Clicking on a music video link in Germany used to be like playing a slot machine. You’d find something great, everyone’s talking about it, you click play and… black box. Nothing. Just GEMA and YouTube locked in a stupid fight and the whole country paying for it.

This had been going on for years. GEMA—the German copyright collecting society—wanted licensing fees YouTube wasn’t willing to pay. So YouTube just blocked every video with copyrighted music. GEMA said they were protecting artists. YouTube said the fees were unreasonable. Both technically correct, which meant nobody would move. And nobody did.

The rest of the internet moved on and watched videos while Germany got a black box. I remember spending actual time begging managers to upload stuff to Vimeo instead, hoping for decent quality, knowing it would take weeks if it happened at all.

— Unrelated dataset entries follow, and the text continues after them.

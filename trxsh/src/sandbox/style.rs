//! ANSI styling helpers exposed as `style.*`

const STYLES: [(&str, u8); 15] = [
    ("bold", 1),
    ("dim", 2),
    ("italic", 3),
    ("underline", 4),
    ("inverse", 7),
    ("hidden", 8),
    ("strikethrough", 9),
    ("black", 30),
    ("red", 31),
    ("green", 32),
    ("yellow", 33),
    ("blue", 34),
    ("magenta", 35),
    ("cyan", 36),
    ("white", 37),
];

pub(super) fn is_style(name: &str) -> bool {
    name == "reset" || STYLES.iter().any(|(n, _)| *n == name)
}

/// Wrap `text` in the SGR code for `name`. `reset` only prefixes a reset.
pub(super) fn apply(name: &str, text: &str) -> Option<String> {
    if name == "reset" {
        return Some(format!("\x1b[0m{text}"));
    }
    STYLES
        .iter()
        .find(|(n, _)| *n == name)
        .map(|(_, code)| format!("\x1b[{code}m{text}\x1b[0m"))
}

Half the time it didn’t. The artists got stuck in the middle of a fight that had nothing to do with them, and by the time a video showed up anywhere else, nobody cared anymore.

It got so absurd that even the record labels admitted it. Edgar Berger at Sony basically said: we’ve licensed the content to YouTube, YouTube says GEMA’s asking too much, GEMA says they’re protecting creators, we’re losing millions, and nobody’s going to fix it. Which was… accurate? None of them were lying. Everyone just had a reason not to move.

The stupid part was how obviously solvable it was. Just figure it out. But instead it sat there, year after year, this architectural disaster that made everything harder—blogs couldn’t embed, artists couldn’t share, the internet just worked around it. Germany got walled off while everyone else watched.

Eventually they sorted it. These things always do. By then the whole thing felt like ancient history anyway.